Milan-Marseille, 12.03.2020
Skype call

COLLECTIF ETC: ...LIKE PLANTS GROW
FRANCESCA GOTTI: We tend to consider that practices like yours are flexible in collaborating with other professionals. But your key tool is design: what is the role of the object you create in the process your projects?
COLLECTIF ETC: One of the main things we are doing is designing with building. We design our projects but we build them as well, and this is an essential aspect in giving autonomy to people. So, we don’t only use design, we often try to use storytelling to create a narrative around the spaces we work on, so that inhabitants can see them in a different way. We can use various methods, not only construction, but also photos, videos, writing, painting and screen printing. We want to create something that can make different situations happen once we finish the project. We want to begin with small projects that people can take over: this is very different from the usual processes of public space production, which are expensive, take years to start and are exclusively accessible for those managing. We are more flexible and we can make things happen immediately, and this applies to public space and architecture in general: people don’t need to wait and don’t need big investments to make it happen, we start the project by making it.

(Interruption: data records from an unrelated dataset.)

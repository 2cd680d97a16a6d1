use actix_web::{Responder, get, web};
use tera::{Context, Tera};

use crate::links::RequestContext;
use crate::markup::insert_context;
use crate::models::config::ServerConfig;
use crate::routes::{error_response, render_template};
use crate::services::main::{IndexQuery, load_index_page};

#[get("/")]
pub async fn show_index(
    request: RequestContext,
    tera: web::Data<Tera>,
    server_config: web::Data<ServerConfig>,
) -> impl Responder {
    let query = IndexQuery {
        filter: request.params().get("filter").map(str::to_string),
    };

    let data = match load_index_page(&request, &server_config, query) {
        Ok(data) => data,
        Err(err) => return error_response(&err),
    };

    let mut context = Context::new();
    context.insert("items", &data.items);
    context.insert("total_items", &data.total_items);
    context.insert("page", &data.page);
    context.insert("total_pages", &data.total_pages);
    context.insert("filter", &data.filter);
    insert_context(&mut context, &data.pagination);

    render_template(&tera, "main/index.html", &context)
}
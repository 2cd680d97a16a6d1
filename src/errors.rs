use thiserror::Error;

#[derive(Debug, Error, PartialEq, Eq)]
pub enum PaginationError {
    #[error("Invalid input: {0}")]
    InvalidInput(String),

    #[error("Template error: {0}")]
    Template(String),
}

pub type PaginationResult<T> = Result<T, PaginationError>;
//! Previous/next pagination control with a sliding window of page links.
//!
//! The `data` feature holds the pure core: [`navigator`] finds the
//! neighbouring pages, [`links`] builds their URLs from the current request
//! and [`pagination`] assembles the ordered items. The `server` feature adds
//! Tera markup and an Actix-web host serving a paged demo listing.

pub mod domain;
mod error_conversions;
pub mod errors;
pub mod links;
pub mod navigator;
pub mod pagination;

#[cfg(feature = "server")]
pub mod dto;
#[cfg(feature = "server")]
pub mod markup;
#[cfg(feature = "server")]
pub mod models;
#[cfg(feature = "server")]
pub mod routes;
#[cfg(feature = "server")]
pub mod services;

#[cfg(feature = "server")]
pub use server::run;

#[cfg(feature = "server")]
mod server {
    use actix_web::{App, HttpServer, middleware, web};
    use tera::Tera;

    use crate::markup::register_template;
    use crate::models::config::ServerConfig;
    use crate::routes::main::show_index;

    /// Builds and runs the Actix-Web HTTP server using the provided configuration.
    pub async fn run(server_config: ServerConfig) -> std::io::Result<()> {
        let mut tera = Tera::new(&server_config.templates_dir)
            .map_err(|e| std::io::Error::other(format!("Template parsing error(s): {e}")))?;
        register_template(&mut tera)
            .map_err(|e| std::io::Error::other(format!("Failed to register pagination: {e}")))?;

        let bind_address = (server_config.address.clone(), server_config.port);
        log::info!(
            "Serving {} items, {} per page, on {}:{}",
            server_config.total_items,
            server_config.items_per_page,
            bind_address.0,
            bind_address.1
        );

        HttpServer::new(move || {
            App::new()
                .wrap(middleware::Compress::default())
                .wrap(middleware::Logger::default())
                .service(show_index)
                .app_data(web::Data::new(tera.clone()))
                .app_data(web::Data::new(server_config.clone()))
        })
        .bind(bind_address)?
        .run()
        .await
    }
}
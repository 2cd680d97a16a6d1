//! Boundary-aware neighbours of the current page.

use crate::domain::page_set::PageSet;
use crate::domain::types::PageNumber;
use crate::errors::{PaginationError, PaginationResult};

/// Returns the page after `current`, or `None` when `current` is the last page.
///
/// A `current` beyond `total` is rejected rather than clamped.
pub fn next_page(current: PageNumber, total: PageNumber) -> PaginationResult<Option<PageNumber>> {
    if current > total {
        return Err(PaginationError::InvalidInput(format!(
            "page {current} is beyond the last page {total}"
        )));
    }

    if current == total {
        Ok(None)
    } else {
        Ok(Some(current.successor()))
    }
}

/// Returns the page before `current`, or `None` on the first page.
pub fn prev_page(current: PageNumber) -> Option<PageNumber> {
    current.predecessor()
}

/// Computes both neighbours of `current` in one go.
pub fn page_set(current: PageNumber, total: PageNumber) -> PaginationResult<PageSet> {
    Ok(PageSet {
        current,
        total,
        next: next_page(current, total)?,
        prev: prev_page(current),
    })
}
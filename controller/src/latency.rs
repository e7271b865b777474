use control_model::{Control, KinematicBicycle, ReferencePath, VehicleState};
use prelude::*;
use crate::config::{ControllerConfig, LatencyModel};

/// Predicts the local frame state at the moment a command issued now takes effect.
///
/// `previous` is the command currently being applied, in the local steering convention.
pub fn project(
    config: &ControllerConfig,
    v: float,
    previous: &Control<float>,
    path: &ReferencePath,
) -> VehicleState<float> {
    let start = VehicleState {
        v,
        cte: path.evaluate(0.0),
        ..Default::default()
    };
    let dt_lat = config.latency;

    let projected = if dt_lat > 0.0 {
        let model = KinematicBicycle::new(config.Lf);
        model.step(dt_lat, &start, previous, path)
    } else {
        start
    };

    let (cte, epsi) = match config.latency_model {
        LatencyModel::Linear => {
            let [_, c1, _, _] = *path.coeffs();
            (
                path.evaluate(0.0) + v * previous.steering.sin() * dt_lat,
                c1.atan() + v * previous.steering / config.Lf * dt_lat,
            )
        }
        LatencyModel::Polynomial => (
            path.evaluate(projected.x) - projected.y,
            projected.psi - path.heading(projected.x),
        ),
    };

    VehicleState {
        cte,
        epsi,
        ..projected
    }
}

FG: It is more about the process rather than the project, about scanning all the resources available, material and human, and making the best out of them. And finally, creating a good relationship with the people involved.
CE: And it is also a matter of time: it is better for us to have more time to work on a community and an area and distribute funding over time. We want to make living space in the same way that plants grow. In Les Gourmandilles, for example, a local association in a rural area near Marseille wanted to create a building as their venue. We have been working with them for the last 5 years, and we started by creating a small coffee shop, which is community-run. From this first intervention they were able to grow: with the coffee being in a small space, they could manage it well and engage more people progressively. Having this small tool, they started to create a dynamic and expand, and now they are working in other villages: each time we help to create the tools they need: gardens, other coffee shops, shelters… We like to refer to landscape architects, who work with plants to create an environment, plants that need water and sun to grow: public spaces and architectures need the same care as plants every day.
FG: It is not about delivering a final package to someone but growing together with inhabitants. In the same way as you plant a seed to grow something, what is usually the starting point of your work?
CE: There might be three ways to start a project and “plant the seed.” Sometimes. we try to plant the seed ourselves, but this can be very tricky. A second situation can be when inhabitants start an initiative autonomously, like gathering as an association or starting activities in a public place or in a building; for us it’s not about the typology of the space but about its nature as a common entity. The third case would be when the public authorities and institutions plant the seed. What we have learned is that the most interesting situation is the second one: when we join an initiative started by a local community, especially in small contexts like rural areas. At the beginning of our practice, we thought that starting a project ourselves could be enough to produce a dynamic; after 10 years, we think that we can’t and we don’t want to take on all the challenges at the same time. Also, as Collectif Etc we have a nomadic way of living, and these projects need stable and permanent engagement: if we start a project and nobody is deeply interested in continuing it when we leave, and we didn’t succeed in raising a local community, then the project will fail. This is what happened in Épopée Puget, where we were the initiators and we started working with the municipality through meetings and workshops, involving many people, especially young ones. But we reached a point when the municipality was supposed to take over the process and in the end nobody took care of it, they abandoned it, they never maintained it: this project failed because nobody continued the dynamic we had started.
FG: Municipality is obviously in charge of safety and infrastructures. But it is necessary that people feel entitled and responsible for taking care of spaces.
CE: Our desire in these projects is for people to organise themselves. In big cities, municipalities are even harder to reach, they are disconnected from the everydayness of reality. People have to become proud and strong; they must identify with the public spaces and be autonomous, and as architects we are responsible for giving them the tools to achieve this autonomy.
[...]
Extract from the interview "A talk with Collectif Etc: ... as plants grow" Full text available in the book "The Design of Tactics: Critical Practices for Public Space Re-Activation," forthcoming.
AUTONOMY
Cafe sur Place, Bordeaux (FR, 2012)
From 2 to 14 April 2012, the Collectif Etc was invited by the residents’ association of Yakafaucon to carry out an open site on Place Dormoy, in Bordeaux. The objectives of the intervention were numerous here. First, highlighting the future associative café and its location on the square. Then, proposing a layout of the square synthesising the proposals resulting from the consultation without freezing or restricting other possible uses, existing or to come. It remained in place for six months, as provided for in the temporary occupancy agreement signed with the city.